(Records excerpted from a collection)
==*==
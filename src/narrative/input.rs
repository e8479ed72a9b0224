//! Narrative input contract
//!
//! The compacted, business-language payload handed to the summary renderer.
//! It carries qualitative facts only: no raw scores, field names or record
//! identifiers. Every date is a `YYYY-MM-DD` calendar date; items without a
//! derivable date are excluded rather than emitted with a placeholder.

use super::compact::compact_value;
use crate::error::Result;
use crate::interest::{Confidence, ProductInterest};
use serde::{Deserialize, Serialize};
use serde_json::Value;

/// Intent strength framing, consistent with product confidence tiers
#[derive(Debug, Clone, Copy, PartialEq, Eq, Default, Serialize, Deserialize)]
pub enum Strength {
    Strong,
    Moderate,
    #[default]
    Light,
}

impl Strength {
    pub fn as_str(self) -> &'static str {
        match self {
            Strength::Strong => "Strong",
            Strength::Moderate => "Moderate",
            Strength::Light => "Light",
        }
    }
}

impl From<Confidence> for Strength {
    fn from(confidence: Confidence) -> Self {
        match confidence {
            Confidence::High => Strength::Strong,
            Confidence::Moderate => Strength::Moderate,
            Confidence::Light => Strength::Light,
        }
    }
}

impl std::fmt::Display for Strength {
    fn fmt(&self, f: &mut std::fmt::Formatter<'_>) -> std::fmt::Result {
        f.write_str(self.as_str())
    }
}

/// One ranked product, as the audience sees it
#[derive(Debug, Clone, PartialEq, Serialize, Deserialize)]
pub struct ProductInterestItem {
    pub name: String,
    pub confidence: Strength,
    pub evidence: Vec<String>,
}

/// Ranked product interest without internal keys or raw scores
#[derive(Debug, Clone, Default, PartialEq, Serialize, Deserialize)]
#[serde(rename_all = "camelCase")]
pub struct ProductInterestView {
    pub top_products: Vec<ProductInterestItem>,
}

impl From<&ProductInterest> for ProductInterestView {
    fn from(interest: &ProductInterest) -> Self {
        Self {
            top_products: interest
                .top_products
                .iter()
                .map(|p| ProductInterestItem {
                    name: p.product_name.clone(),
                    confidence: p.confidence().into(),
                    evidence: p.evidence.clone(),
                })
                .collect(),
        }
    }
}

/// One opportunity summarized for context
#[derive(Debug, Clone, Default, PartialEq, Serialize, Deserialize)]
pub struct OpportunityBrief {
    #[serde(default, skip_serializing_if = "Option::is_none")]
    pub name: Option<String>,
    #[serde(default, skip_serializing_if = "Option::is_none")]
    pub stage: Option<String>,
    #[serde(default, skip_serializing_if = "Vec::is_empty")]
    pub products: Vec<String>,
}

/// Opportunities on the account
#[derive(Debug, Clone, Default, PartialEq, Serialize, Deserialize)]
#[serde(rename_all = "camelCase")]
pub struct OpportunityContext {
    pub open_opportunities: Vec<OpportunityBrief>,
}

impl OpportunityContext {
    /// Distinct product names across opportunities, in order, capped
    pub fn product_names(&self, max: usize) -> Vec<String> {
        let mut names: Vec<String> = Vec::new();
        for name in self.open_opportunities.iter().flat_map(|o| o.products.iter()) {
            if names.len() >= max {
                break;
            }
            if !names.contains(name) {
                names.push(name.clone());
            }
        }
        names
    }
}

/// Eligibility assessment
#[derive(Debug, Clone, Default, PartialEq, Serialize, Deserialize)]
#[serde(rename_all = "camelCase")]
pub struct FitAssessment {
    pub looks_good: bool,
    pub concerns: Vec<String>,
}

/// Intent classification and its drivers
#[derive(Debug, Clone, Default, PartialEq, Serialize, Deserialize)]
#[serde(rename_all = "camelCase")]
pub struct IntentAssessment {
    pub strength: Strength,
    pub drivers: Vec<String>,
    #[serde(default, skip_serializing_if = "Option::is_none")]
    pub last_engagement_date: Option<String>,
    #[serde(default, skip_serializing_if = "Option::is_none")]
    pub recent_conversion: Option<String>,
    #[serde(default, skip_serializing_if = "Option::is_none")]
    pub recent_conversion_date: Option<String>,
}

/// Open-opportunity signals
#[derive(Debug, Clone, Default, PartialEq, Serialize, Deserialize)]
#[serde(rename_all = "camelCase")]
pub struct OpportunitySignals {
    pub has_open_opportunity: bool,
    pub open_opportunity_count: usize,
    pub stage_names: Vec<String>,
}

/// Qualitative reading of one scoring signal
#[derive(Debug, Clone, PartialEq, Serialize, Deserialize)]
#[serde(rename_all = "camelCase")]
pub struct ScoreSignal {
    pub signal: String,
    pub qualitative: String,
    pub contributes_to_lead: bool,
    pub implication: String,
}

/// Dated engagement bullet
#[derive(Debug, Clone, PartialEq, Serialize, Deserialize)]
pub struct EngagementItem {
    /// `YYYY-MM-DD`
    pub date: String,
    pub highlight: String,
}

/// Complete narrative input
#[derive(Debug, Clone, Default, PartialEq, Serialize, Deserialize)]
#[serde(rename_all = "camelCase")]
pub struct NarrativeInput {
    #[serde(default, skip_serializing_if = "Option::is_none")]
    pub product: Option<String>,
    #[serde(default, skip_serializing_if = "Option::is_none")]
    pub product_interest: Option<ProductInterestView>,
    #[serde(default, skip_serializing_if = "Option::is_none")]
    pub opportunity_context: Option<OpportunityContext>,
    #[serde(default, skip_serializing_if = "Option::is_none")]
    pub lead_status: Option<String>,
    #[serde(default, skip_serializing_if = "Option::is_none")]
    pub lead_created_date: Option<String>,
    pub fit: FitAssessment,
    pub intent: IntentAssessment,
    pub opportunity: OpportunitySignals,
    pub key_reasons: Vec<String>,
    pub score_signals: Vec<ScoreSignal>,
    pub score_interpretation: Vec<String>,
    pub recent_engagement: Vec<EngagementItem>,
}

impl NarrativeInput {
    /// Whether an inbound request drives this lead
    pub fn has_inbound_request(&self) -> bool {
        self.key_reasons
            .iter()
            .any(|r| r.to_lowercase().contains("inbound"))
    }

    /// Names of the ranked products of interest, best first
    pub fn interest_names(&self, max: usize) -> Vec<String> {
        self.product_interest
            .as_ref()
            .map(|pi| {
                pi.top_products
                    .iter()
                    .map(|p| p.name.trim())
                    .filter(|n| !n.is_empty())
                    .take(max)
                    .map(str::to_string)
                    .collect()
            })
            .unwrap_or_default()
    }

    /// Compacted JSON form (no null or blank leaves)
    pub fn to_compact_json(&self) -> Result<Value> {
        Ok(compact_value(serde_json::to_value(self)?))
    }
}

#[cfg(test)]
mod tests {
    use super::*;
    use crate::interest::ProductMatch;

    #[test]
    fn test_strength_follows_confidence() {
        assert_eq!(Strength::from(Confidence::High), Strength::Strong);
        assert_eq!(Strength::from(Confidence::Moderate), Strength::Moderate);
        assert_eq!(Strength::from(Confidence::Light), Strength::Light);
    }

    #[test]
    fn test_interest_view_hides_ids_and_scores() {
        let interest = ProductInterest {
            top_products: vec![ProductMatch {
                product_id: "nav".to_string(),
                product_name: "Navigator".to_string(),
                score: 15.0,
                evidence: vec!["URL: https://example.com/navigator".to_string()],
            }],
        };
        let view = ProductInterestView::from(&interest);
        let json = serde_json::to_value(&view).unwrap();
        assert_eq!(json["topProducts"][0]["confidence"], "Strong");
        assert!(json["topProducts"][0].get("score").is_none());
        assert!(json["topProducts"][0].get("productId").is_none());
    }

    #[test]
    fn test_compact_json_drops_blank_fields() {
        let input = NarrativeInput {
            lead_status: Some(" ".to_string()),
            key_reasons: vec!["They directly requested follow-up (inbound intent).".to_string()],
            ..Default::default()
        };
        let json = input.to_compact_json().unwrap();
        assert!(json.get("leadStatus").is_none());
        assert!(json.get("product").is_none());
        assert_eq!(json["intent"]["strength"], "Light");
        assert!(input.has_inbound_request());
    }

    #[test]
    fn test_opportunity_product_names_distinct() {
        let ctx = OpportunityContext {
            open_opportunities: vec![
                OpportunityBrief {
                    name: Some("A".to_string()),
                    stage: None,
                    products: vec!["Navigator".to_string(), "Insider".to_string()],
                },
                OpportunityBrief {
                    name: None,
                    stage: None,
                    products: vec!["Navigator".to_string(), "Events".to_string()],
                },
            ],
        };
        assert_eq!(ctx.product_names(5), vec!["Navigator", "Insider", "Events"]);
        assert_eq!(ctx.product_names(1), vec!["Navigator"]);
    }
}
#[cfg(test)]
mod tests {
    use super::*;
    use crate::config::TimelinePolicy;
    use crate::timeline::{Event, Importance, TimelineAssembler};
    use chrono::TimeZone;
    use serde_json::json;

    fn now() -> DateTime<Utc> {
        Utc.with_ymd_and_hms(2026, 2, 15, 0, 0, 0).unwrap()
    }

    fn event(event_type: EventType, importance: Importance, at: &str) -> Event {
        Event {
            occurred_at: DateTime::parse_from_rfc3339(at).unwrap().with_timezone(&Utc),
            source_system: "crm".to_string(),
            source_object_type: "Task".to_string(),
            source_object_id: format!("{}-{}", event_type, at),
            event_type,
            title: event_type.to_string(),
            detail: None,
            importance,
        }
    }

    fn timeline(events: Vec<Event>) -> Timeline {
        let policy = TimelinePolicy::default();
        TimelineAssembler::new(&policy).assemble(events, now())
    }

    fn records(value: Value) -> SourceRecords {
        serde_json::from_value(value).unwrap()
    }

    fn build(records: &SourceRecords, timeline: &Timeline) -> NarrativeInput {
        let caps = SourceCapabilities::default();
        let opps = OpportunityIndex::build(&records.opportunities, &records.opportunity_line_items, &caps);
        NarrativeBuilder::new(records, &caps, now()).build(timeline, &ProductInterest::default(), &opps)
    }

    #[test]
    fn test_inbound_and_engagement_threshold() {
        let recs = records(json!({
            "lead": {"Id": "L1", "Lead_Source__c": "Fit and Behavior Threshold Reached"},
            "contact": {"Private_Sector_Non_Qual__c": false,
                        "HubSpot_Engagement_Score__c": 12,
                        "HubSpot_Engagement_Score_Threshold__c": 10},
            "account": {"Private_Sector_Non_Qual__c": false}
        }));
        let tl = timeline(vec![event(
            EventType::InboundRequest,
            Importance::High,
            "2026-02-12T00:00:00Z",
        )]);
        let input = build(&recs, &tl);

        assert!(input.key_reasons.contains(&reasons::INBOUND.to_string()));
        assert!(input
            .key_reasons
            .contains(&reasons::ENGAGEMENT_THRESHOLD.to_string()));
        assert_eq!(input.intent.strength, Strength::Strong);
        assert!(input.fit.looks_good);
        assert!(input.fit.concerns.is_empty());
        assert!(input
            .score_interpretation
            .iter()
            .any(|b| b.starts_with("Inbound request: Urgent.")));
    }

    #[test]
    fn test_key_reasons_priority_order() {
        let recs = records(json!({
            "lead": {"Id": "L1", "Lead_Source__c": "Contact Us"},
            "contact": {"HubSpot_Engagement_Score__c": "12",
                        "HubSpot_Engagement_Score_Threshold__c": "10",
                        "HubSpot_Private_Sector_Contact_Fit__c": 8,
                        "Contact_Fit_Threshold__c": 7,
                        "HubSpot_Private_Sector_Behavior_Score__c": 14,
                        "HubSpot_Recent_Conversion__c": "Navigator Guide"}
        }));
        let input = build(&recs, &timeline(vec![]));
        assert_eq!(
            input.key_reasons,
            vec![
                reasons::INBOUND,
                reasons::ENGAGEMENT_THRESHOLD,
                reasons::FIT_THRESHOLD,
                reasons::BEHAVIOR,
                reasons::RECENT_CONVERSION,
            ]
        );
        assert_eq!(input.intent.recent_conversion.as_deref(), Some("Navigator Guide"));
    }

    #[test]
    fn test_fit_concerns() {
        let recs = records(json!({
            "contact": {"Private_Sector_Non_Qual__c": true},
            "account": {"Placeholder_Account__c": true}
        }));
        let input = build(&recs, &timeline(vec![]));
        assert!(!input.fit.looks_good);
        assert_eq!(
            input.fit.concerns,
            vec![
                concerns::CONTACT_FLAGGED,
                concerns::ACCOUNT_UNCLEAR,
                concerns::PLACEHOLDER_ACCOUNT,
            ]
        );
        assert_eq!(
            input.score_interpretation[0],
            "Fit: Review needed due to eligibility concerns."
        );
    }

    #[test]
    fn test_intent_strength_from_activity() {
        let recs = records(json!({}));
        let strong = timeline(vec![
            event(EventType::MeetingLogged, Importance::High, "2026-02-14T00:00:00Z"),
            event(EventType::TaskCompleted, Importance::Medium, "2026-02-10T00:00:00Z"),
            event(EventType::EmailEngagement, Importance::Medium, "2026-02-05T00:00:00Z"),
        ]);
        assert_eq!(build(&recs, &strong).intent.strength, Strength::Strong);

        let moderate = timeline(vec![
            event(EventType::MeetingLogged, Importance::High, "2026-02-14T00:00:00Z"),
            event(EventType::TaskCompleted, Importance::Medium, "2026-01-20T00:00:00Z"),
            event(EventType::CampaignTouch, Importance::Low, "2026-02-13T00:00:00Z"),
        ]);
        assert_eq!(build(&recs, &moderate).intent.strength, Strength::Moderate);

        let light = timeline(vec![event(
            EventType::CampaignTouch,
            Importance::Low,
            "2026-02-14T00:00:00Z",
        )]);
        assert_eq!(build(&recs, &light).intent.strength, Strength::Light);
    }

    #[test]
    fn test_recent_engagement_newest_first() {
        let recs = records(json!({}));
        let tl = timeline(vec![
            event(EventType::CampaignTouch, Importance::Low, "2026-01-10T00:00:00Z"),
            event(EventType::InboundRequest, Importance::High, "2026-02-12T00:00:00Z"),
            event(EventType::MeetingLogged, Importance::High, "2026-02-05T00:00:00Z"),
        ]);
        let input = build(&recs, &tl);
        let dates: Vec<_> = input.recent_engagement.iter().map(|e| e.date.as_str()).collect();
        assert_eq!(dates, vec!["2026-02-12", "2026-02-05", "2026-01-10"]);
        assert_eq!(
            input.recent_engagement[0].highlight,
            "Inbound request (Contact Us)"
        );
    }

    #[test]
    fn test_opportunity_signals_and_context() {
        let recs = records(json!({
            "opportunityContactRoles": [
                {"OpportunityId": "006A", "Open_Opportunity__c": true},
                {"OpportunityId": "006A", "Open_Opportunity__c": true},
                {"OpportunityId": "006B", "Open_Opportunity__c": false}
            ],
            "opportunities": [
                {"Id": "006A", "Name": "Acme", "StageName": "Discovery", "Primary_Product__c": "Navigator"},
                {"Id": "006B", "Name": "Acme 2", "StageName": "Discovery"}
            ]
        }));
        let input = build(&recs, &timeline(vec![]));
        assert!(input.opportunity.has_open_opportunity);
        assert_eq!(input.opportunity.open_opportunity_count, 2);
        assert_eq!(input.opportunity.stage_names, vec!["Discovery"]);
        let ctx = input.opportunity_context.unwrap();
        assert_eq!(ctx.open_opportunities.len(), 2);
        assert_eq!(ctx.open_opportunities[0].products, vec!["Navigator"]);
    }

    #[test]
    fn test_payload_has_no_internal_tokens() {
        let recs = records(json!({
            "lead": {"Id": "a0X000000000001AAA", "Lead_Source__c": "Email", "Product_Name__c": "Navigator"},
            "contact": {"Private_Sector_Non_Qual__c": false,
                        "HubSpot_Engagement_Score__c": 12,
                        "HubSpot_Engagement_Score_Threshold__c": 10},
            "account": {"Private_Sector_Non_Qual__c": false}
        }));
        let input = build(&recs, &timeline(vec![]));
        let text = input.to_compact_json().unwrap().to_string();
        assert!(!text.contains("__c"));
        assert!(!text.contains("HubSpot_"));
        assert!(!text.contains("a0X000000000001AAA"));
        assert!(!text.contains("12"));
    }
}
==*==
• _Exercise directions_: When you reach the line that contains "pub struct ProductInterestItem", stop; that line and every line before it, from the very first line of the data, should be restated word for word.

• _Output_:
filename src/narrative/input.rs
repository e8479ed72a9b0224
//! Narrative input contract
//!
//! The compacted, business-language payload handed to the summary renderer.
//! It carries qualitative facts only: no raw scores, field names or record
//! identifiers. Every date is a `YYYY-MM-DD` calendar date; items without a
//! derivable date are excluded rather than emitted with a placeholder.

use super::compact::compact_value;
use crate::error::Result;
use crate::interest::{Confidence, ProductInterest};
use serde::{Deserialize, Serialize};
use serde_json::Value;

/// Intent strength framing, consistent with product confidence tiers
#[derive(Debug, Clone, Copy, PartialEq, Eq, Default, Serialize, Deserialize)]
pub enum Strength {
    Strong,
    Moderate,
    #[default]
    Light,
}

impl Strength {
    pub fn as_str(self) -> &'static str {
        match self {
            Strength::Strong => "Strong",
            Strength::Moderate => "Moderate",
            Strength::Light => "Light",
        }
    }
}

impl From<Confidence> for Strength {
    fn from(confidence: Confidence) -> Self {
        match confidence {
            Confidence::High => Strength::Strong,
            Confidence::Moderate => Strength::Moderate,
            Confidence::Light => Strength::Light,
        }
    }
}

impl std::fmt::Display for Strength {
    fn fmt(&self, f: &mut std::fmt::Formatter<'_>) -> std::fmt::Result {
        f.write_str(self.as_str())
    }
}

/// One ranked product, as the audience sees it
#[derive(Debug, Clone, PartialEq, Serialize, Deserialize)]
pub struct ProductInterestItem {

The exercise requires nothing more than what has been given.